爪白癬(つめはくせん)は名前の通り、爪にできる水虫です。
爪白癬に処方される塗り薬がクレナフィン外用液(一般名:エフィナコナゾール)です。
クレナフィン爪外用液は、市販薬としては売っておらず、病院で顕微鏡や培養などで「爪白癬」と確定診断された場合のみ処方されます。
クレナフィン爪外用液について作用機序や使い方、薬局で患者さんから聞かれる質問をまとめました。
爪白癬(爪水虫)とは?
爪白癬はTrichophyton rubrumやTrichophyton mentagrophytesといった真菌が主な原因となる爪の感染症です。
治療せずに放置すると、爪が分厚くなったり、変形し、歩行にも支障がでてきてしまいます。
また家族へ感染することから、爪白癬は早めの治療が必要となってきます。
従来の外用薬では爪の奥まで薬が浸透しないため内服薬(飲み薬)で治療が行われていましたが、肝臓に負担がかかったり、他の薬との飲みわせ(相互作用)に問題があったり、内服薬が適さない患者さんもいらっしゃいました。
爪の奥まで浸透する爪水虫専用の塗り薬の誕生によって、今まで飲み薬が使えなかった患者さんにも使えるようになりました。
クレナフィン(エフィナコナゾール)作用機序
クレナフィン爪外用液は爪のケラチンに対して親和性(結合性)が低いため、爪の奥まで浸透することができます。
クレナフィン爪外用液の有効成分である「エフィナコナゾール」は真菌の細胞膜の構成成分であるエルゴステロールの合成を阻害します。
より細かく作用機序を解説します。
真菌の細胞膜の構成成分であるエルゴステロールはざっくりと下記のように合成されます。
メバロン酸
↓
スクアレン
↓
ラノステロール
↓
エルゴステロール
エルゴステロールはメバロン酸からラノステロールを経て合成されます。
ラノステロールからエルゴステロール合成酵素(ラノステロール-14-α-デメチラーゼ)によって最終的にエルゴステロールが合成されます。

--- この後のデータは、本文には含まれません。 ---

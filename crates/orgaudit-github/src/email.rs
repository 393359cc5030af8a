//! Best-effort email resolution
//!
//! 1. The public profile email, when set, wins outright.
//! 2. Otherwise the public event timeline is scanned, most recent first, for
//!    push events; the first commit author email that is not a masked
//!    address is used.
//! 3. Otherwise the email is [`Email::Unavailable`].
//!
//! Failed lookups resolve to `Unavailable` rather than an error. Only
//! transport failures propagate.

use crate::client::GitHubClient;
use crate::models::{Event, UserProfile};
use orgaudit_core::config::EmailConfig;
use orgaudit_core::{AuditError, Email, Result};
use regex::Regex;

/// Recognizes masked (no-reply) commit author addresses
#[derive(Debug, Clone)]
pub struct MaskedEmailFilter {
    patterns: Vec<Regex>,
}

impl MaskedEmailFilter {
    /// Compiles the given regular expressions
    ///
    /// # Errors
    ///
    /// Returns `ConfigInvalidValue` for a pattern that does not compile
    pub fn new<S: AsRef<str>>(patterns: &[S]) -> Result<Self> {
        let patterns = patterns
            .iter()
            .map(|p| {
                Regex::new(p.as_ref()).map_err(|e| AuditError::ConfigInvalidValue {
                    field: "email.masked_patterns".to_string(),
                    reason: e.to_string(),
                })
            })
            .collect::<Result<Vec<_>>>()?;
        Ok(Self { patterns })
    }

    pub fn from_config(config: &EmailConfig) -> Result<Self> {
        Self::new(config.masked_patterns.as_slice())
    }

    /// True if any pattern matches, ignoring ASCII case
    pub fn is_masked(&self, email: &str) -> bool {
        let email = email.trim().to_ascii_lowercase();
        self.patterns.iter().any(|p| p.is_match(&email))
    }
}

/// First usable commit author email in timeline order
///
/// Scanning stops at the first match.
pub fn first_unmasked_commit_email<'e>(
    events: &'e [Event],
    filter: &MaskedEmailFilter,
) -> Option<&'e str> {
    events
        .iter()
        .flat_map(Event::commits)
        .filter_map(|commit| commit.author_email())
        .find(|email| !filter.is_masked(email))
}

/// Looks up one user's email through the API
pub struct EmailResolver<'c> {
    client: &'c GitHubClient,
    filter: MaskedEmailFilter,
}

impl<'c> EmailResolver<'c> {
    pub fn new(client: &'c GitHubClient, filter: MaskedEmailFilter) -> Self {
        Self { client, filter }
    }

    /// Resolves `username` to an email or [`Email::Unavailable`]
    ///
    /// # Errors
    ///
    /// Returns error only when the request itself cannot be completed
    pub fn resolve(&self, username: &str) -> Result<Email> {
        let profile = self.client.get(&["users", username], &[])?;
        if !profile.is_success() {
            tracing::debug!(username, status = profile.status, "Profile lookup failed");
            return Ok(Email::Unavailable);
        }

        match profile.json::<UserProfile>() {
            Ok(user) => {
                if let Some(email) = user.email.filter(|e| !e.trim().is_empty()) {
                    return Ok(Email::Found(email));
                }
            }
            Err(e) => {
                tracing::warn!(username, error = %e, "Unreadable profile");
                return Ok(Email::Unavailable);
            }
        }

        self.resolve_from_timeline(username)
    }

    fn resolve_from_timeline(&self, username: &str) -> Result<Email> {
        let timeline = self
            .client
            .get(&["users", username, "events", "public"], &[])?;
        if !timeline.is_success() {
            tracing::debug!(username, status = timeline.status, "Event timeline lookup failed");
            return Ok(Email::Unavailable);
        }

        let events: Vec<Event> = match timeline.json() {
            Ok(events) => events,
            Err(e) => {
                tracing::warn!(username, error = %e, "Unreadable event timeline");
                return Ok(Email::Unavailable);
            }
        };

        Ok(first_unmasked_commit_email(&events, &self.filter)
            .map(|email| Email::Found(email.to_string()))
            .unwrap_or(Email::Unavailable))
    }
}
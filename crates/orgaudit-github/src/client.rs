//! HTTP client construction and authenticated requests

use crate::rate_limit::RateLimitState;
use crate::retry::with_retry;
use crate::sleep::{Sleeper, ThreadSleeper};
use crate::url::{add_path_segments, parse_api_base_url};
use orgaudit_core::config::{AuditConfig, RetryConfig};
use orgaudit_core::{AuditError, Result};
use reqwest::blocking::Client;
use reqwest::header::{ACCEPT, AUTHORIZATION, HeaderMap, HeaderValue};
use serde::de::DeserializeOwned;
use std::fmt;
use std::time::Duration;
use url::Url;

/// User agent sent with every request (GitHub rejects requests without one)
pub const USER_AGENT: &str = "orgaudit";

/// Media type selecting the stable v3 JSON API
pub const ACCEPT_GITHUB_V3: &str = "application/vnd.github.v3+json";

/// Builds HTTP client with appropriate settings for GitHub
///
/// # Errors
///
/// Returns error if client construction fails
pub fn build_client(timeout: Duration) -> std::result::Result<Client, reqwest::Error> {
    Client::builder()
        .user_agent(USER_AGENT)
        .timeout(timeout)
        .build()
}

/// Credential plus the headers derived from it
#[derive(Clone)]
pub struct AuthContext {
    token: String,
}

impl AuthContext {
    /// Wraps a personal access token
    ///
    /// # Errors
    ///
    /// Returns `CredentialMissing` for an empty or blank token
    pub fn new(token: impl Into<String>) -> Result<Self> {
        let token = token.into().trim().to_string();
        if token.is_empty() {
            return Err(AuditError::CredentialMissing);
        }
        Ok(Self { token })
    }

    /// Authorization and API-version headers attached to every request
    pub fn headers(&self) -> Result<HeaderMap> {
        let mut headers = HeaderMap::new();
        let mut auth = HeaderValue::from_str(&format!("token {}", self.token))
            .map_err(|_| AuditError::Generic("token contains characters not allowed in a header".to_string()))?;
        auth.set_sensitive(true);
        headers.insert(AUTHORIZATION, auth);
        headers.insert(ACCEPT, HeaderValue::from_static(ACCEPT_GITHUB_V3));
        Ok(headers)
    }
}

impl fmt::Debug for AuthContext {
    fn fmt(&self, f: &mut fmt::Formatter<'_>) -> fmt::Result {
        f.debug_struct("AuthContext").field("token", &"<redacted>").finish()
    }
}

/// Status, quota and body of one API call
#[derive(Debug, Clone)]
pub struct ApiResponse {
    pub url: Url,
    pub status: u16,
    pub rate_limit: RateLimitState,
    pub body: String,
}

impl ApiResponse {
    /// Success is exactly 200
    pub fn is_success(&self) -> bool {
        self.status == 200
    }

    /// Decodes the body as JSON
    pub fn json<T: DeserializeOwned>(&self) -> Result<T> {
        serde_json::from_str(&self.body).map_err(|e| AuditError::Decode {
            url: self.url.to_string(),
            reason: e.to_string(),
        })
    }
}

/// Authenticated GitHub REST client
///
/// Requests are issued one at a time. Transport failures are retried per
/// the configured [`RetryConfig`]; HTTP statuses are returned as-is.
pub struct GitHubClient {
    http: Client,
    auth: AuthContext,
    base_url: Url,
    retry: RetryConfig,
    sleeper: Box<dyn Sleeper>,
}

impl GitHubClient {
    /// Creates a client from configuration
    ///
    /// # Errors
    ///
    /// Returns error if the base URL is invalid or the HTTP client cannot be built
    pub fn new(auth: AuthContext, config: &AuditConfig) -> Result<Self> {
        let base_url = parse_api_base_url(&config.api.base_url)?;
        let http = build_client(config.api.timeout()).map_err(|e| AuditError::Transport {
            url: base_url.to_string(),
            reason: format!("failed to build HTTP client: {e}"),
        })?;

        Ok(Self {
            http,
            auth,
            base_url,
            retry: config.retry.clone(),
            sleeper: Box::new(ThreadSleeper),
        })
    }

    /// Replaces the sleeper used for retry delays and rate-limit cooldowns
    pub fn with_sleeper(mut self, sleeper: impl Sleeper + 'static) -> Self {
        self.sleeper = Box::new(sleeper);
        self
    }

    pub fn base_url(&self) -> &Url {
        &self.base_url
    }

    pub fn sleeper(&self) -> &dyn Sleeper {
        self.sleeper.as_ref()
    }

    /// Resolves path segments against the API root
    pub fn endpoint(&self, segments: &[&str]) -> Result<Url> {
        let mut url = self.base_url.clone();
        add_path_segments(&mut url, segments)?;
        Ok(url)
    }

    /// Issues a GET request
    ///
    /// # Errors
    ///
    /// Returns `Transport` once retries are exhausted; non-200 statuses are
    /// not errors here
    pub fn get(&self, segments: &[&str], query: &[(&str, String)]) -> Result<ApiResponse> {
        let url = self.endpoint(segments)?;
        let headers = self.auth.headers()?;

        tracing::debug!(url = %url, query = ?query, "GET");

        let response = with_retry(&self.retry, self.sleeper(), || {
            self.send_once(&url, &headers, query)
        })
        .map_err(|e| AuditError::Transport {
            url: url.to_string(),
            reason: e.without_url().to_string(),
        })?;

        tracing::debug!(
            url = %url,
            status = response.status,
            remaining = ?response.rate_limit.remaining,
            "Response received"
        );

        Ok(response)
    }

    fn send_once(
        &self,
        url: &Url,
        headers: &HeaderMap,
        query: &[(&str, String)],
    ) -> std::result::Result<ApiResponse, reqwest::Error> {
        let response = self
            .http
            .get(url.clone())
            .headers(headers.clone())
            .query(query)
            .send()?;

        let status = response.status().as_u16();
        let rate_limit = RateLimitState::from_headers(response.headers());
        let body = response.text()?;

        Ok(ApiResponse {
            url: url.clone(),
            status,
            rate_limit,
            body,
        })
    }
}

impl fmt::Debug for GitHubClient {
    fn fmt(&self, f: &mut fmt::Formatter<'_>) -> fmt::Result {
        f.debug_struct("GitHubClient")
            .field("base_url", &self.base_url.as_str())
            .field("auth", &self.auth)
            .field("retry", &self.retry)
            .finish()
    }
}
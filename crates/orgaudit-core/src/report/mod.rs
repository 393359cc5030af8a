pub mod row;
pub mod sink;

pub use row::{EMAIL_UNAVAILABLE, Email, ReportRow};
pub use sink::{CsvReportWriter, REPORT_HEADER, ReportSink};
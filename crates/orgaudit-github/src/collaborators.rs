//! Collaborator listing for one repository

use crate::pagination::{FetchOutcome, PaginatedFetcher};
use orgaudit_core::{Collaborator, Repository, Result};

/// Affiliation filter covering direct, outside and team-derived grants
pub const AFFILIATION_ALL: &str = "all";

/// All collaborators of `repository`, in API order
pub fn list_collaborators(
    fetcher: &PaginatedFetcher<'_>,
    repository: &Repository,
) -> Result<FetchOutcome<Collaborator>> {
    fetcher.fetch_all(
        &["repos", &repository.organization, &repository.name, "collaborators"],
        &[("affiliation", AFFILIATION_ALL)],
    )
}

クレナフィン(エフィナコナゾール)はエルゴステロール合成酵素(ラノステロール-14-α-デメチラーゼ)の働きを抑えることで、真菌の細胞膜の構成成分であるエルゴステロールの合成を抑え抗真菌作用を示すのです。
人間の細胞膜に「エルゴステロール」は存在しないことから人の細胞を傷つけず、真菌のみに作用するのが特徴です。
クレナフィン塗り方・使い方
クレナフィン爪外用液は1日1回使用します。
皮膚が清潔な状態で塗るのがよいため、入浴後が推奨されています。
- 患部の水気や汗などを拭き取ります
- 容器を下にして「ハケ」に薬が浸透するようにします
容器を押さないように注意 - ハケを使って爪全体に塗ります
爪と皮膚の間全体に塗りましょう - 皮膚についた液はティッシュや綿棒で拭き取ります
爪が伸びた状態だと、皮膚と爪の隙間にしっかり浸透しないため、爪はこまめに切っておきましょう。
開封後の期限は4週間
クレナフィン爪外用液は開封して4週間経過した場合は、汚染したり薬の成分が変質している可能性があるため残薬は使用してはいけないこととなっています。
どれくらい塗る?治療期間は?
クレナフィン爪外用液は真菌によって一旦変化した爪の見た目を改善する薬ではないため、基本的には新しく爪が生え変わるまで治療は続きます。
爪が生え変わる期間は足や手の指によって異なりますが半年〜1年となっています。
効果は?効かない?
「クレナフィン爪外用液を使っているけど効かない・・・」
といった声を薬局で聞くことがあります。
製薬メーカーの臨床試験によるとクレナフィン爪外用液を52週間(約1年間)使用したケースで656例中117件(17.8%)が完全に治癒したとデータがでています。
うち日本人での完全治癒率は184例中53件(28.8%)となっています。
このように完全治癒率は決して高くありませんので、水虫治療は根気よく続けていかなければいけません。
クレナフィンは1本で何日分?
「クレナフィン爪外用液は何日分使えるの?」
薬局でも時々質問を受けます。
塗る爪の大きさや、爪の数によって異なってきますが、販売元の科研製薬のホームページに使用量の平均データがあったので抜粋します。
国際共同第Ⅲ相試験(DPSI-IDP-108-P3-01)においてクレナフィンを塗布した患者さんの平均罹患爪数は3.8枚であり、2週間の平均使用量は約2.5mLでした
引用元 科研製薬ホームページ
つまり平均的な治療(爪3〜4枚)においては3.2週間前後(約22日)で1本(4ml)を使い切ることとなります。